びゅんと白刃がなり、血糊を飛ばし、鞘に収める。銀時はその様子に溜息をついた。
「練習したのね、そのヒール」
「あったりめーじゃん」
大使が突然言い出した。
「お願いがあるのですが」
「何でしょうか」
「マスターって言ってみてくれません?」
異星人さんの言葉に悪寒。総悟はちらりと隣の万事屋を見上げた。万事屋、すんげえええ悪寒マスターという台詞を請われた総悟の推定四十倍の、悪寒。
「私と、この剣をどうぞお取りください、マスター」←これ、決まり文句みたいなもん。アレでは。

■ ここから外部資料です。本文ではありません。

#![warn(clippy::all, clippy::pedantic)]

use std::io;
use std::time::{Duration, Instant};

use blocktris::app::{App, AppResult};
use blocktris::config::{self, Config};
use blocktris::ui;
use crossterm::{
    event::{self, Event},
    execute,
    terminal::{EnterAlternateScreen, LeaveAlternateScreen, disable_raw_mode, enable_raw_mode},
};
use log::{debug, error, info};
use ratatui::{Terminal, prelude::*};

const LOG_PATH: &str = "blocktris.log";

fn main() -> AppResult<()> {
    redirect_stderr_to_log()?;

    // Configure the logger to use stderr (which is now redirected to our file)
    env_logger::Builder::from_env(env_logger::Env::default().default_filter_or("info"))
        .format_timestamp(None)
        .format_module_path(false)
        .init();

    info!("Starting Tetris");

    let config = match config::loader::load_config_from_file() {
        Ok(config) => {
            info!("Configuration loaded successfully");
            config
        }
        Err(e) => {
            error!("Failed to load configuration: {e}");
            Config::default()
        }
    };

    // Terminal initialization
    enable_raw_mode()?;
    let mut stdout = io::stdout();
    execute!(stdout, EnterAlternateScreen)?;
    let backend = CrosstermBackend::new(stdout);
    let mut terminal = Terminal::new(backend)?;

    let tick_rate = Duration::from_millis(33); // ~30 FPS
    let app = App::new(config);
    let res = run_app(&mut terminal, app, tick_rate);

    // Restore terminal
    disable_raw_mode()?;
    execute!(terminal.backend_mut(), LeaveAlternateScreen)?;
    terminal.show_cursor()?;

    if let Err(err) = res {
        error!("Game error: {err:?}");
        return Err(err);
    }

    info!("Exiting");
    Ok(())
}

#[cfg(unix)]
fn redirect_stderr_to_log() -> AppResult<()> {
    use std::os::fd::AsRawFd;

    let log_file = std::fs::OpenOptions::new()
        .create(true)
        .write(true)
        .truncate(true)
        .open(LOG_PATH)?;

    // Safety: both descriptors are open for the duration of the call; dup2 keeps its own copy
    let result = unsafe { libc::dup2(log_file.as_raw_fd(), io::stderr().as_raw_fd()) };
    if result == -1 {
        return Err(io::Error::last_os_error().into());
    }

    Ok(())
}

#[cfg(not(unix))]
fn redirect_stderr_to_log() -> AppResult<()> {
    Ok(())
}

fn run_app<B: Backend>(
    terminal: &mut Terminal<B>,
    mut app: App,
    tick_rate: Duration,
) -> AppResult<()> {
    let mut last_render = Instant::now();

    // Explicitly flush any pending input events that might be in the buffer
    while event::poll(Duration::from_millis(0))? {
        let _ = event::read()?;
    }

    debug!("Event loop started");

    loop {
        if last_render.elapsed() >= tick_rate {
            terminal.draw(|f| ui::render(f, &app))?;
            last_render = Instant::now();
        }

        // Input and gravity run one after the other on this thread
        if event::poll(Duration::from_millis(5))? {
            if let Event::Key(key) = event::read()? {
                app.handle_key(key);
            }
        }

        if app.should_quit {
            return Ok(());
        }

        app.update();
    }
}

総悟はにんまりと笑って銀時に菊一文字を捧げ持って告げた。ついでに上にあったカチューシャを取り去って。
ちゅどーんっ。それはどういう意味だあああっ。
「やっぱり駄目か…似ていたのになあ」
この大使の本当の名前は…デ・・何とかの星のなんとかという騎士団の一員ではないかと…。実はさらっていこうという計画があったらしいとか。笑。
「ところで、どこで知ったの、総悟くん」
銀時がそう聞いた。
「実は命令書に書かれてあったんでぃ、マスターという台詞、口にしてはならず、ってさ。もしも頼まれても、適当な人間を捕まえて言うべし、ってな」
「あっそ…」
「調度よかった、旦那、いてくれて」
胸の前で両手組んで可愛らしく、首をかたむけて。わざと。どーみても女の子に見えるけど。
「あっそ…」
この悪魔め。
「あーあとであのくそ副長やりこめるのにも力かしてくんねぇかなぁ」
「どうやって」
「それはいろいろと、マスター」
にっこり。凶悪な笑顔に銀時は不幸な副長さんにそれはそれは深く同情していた。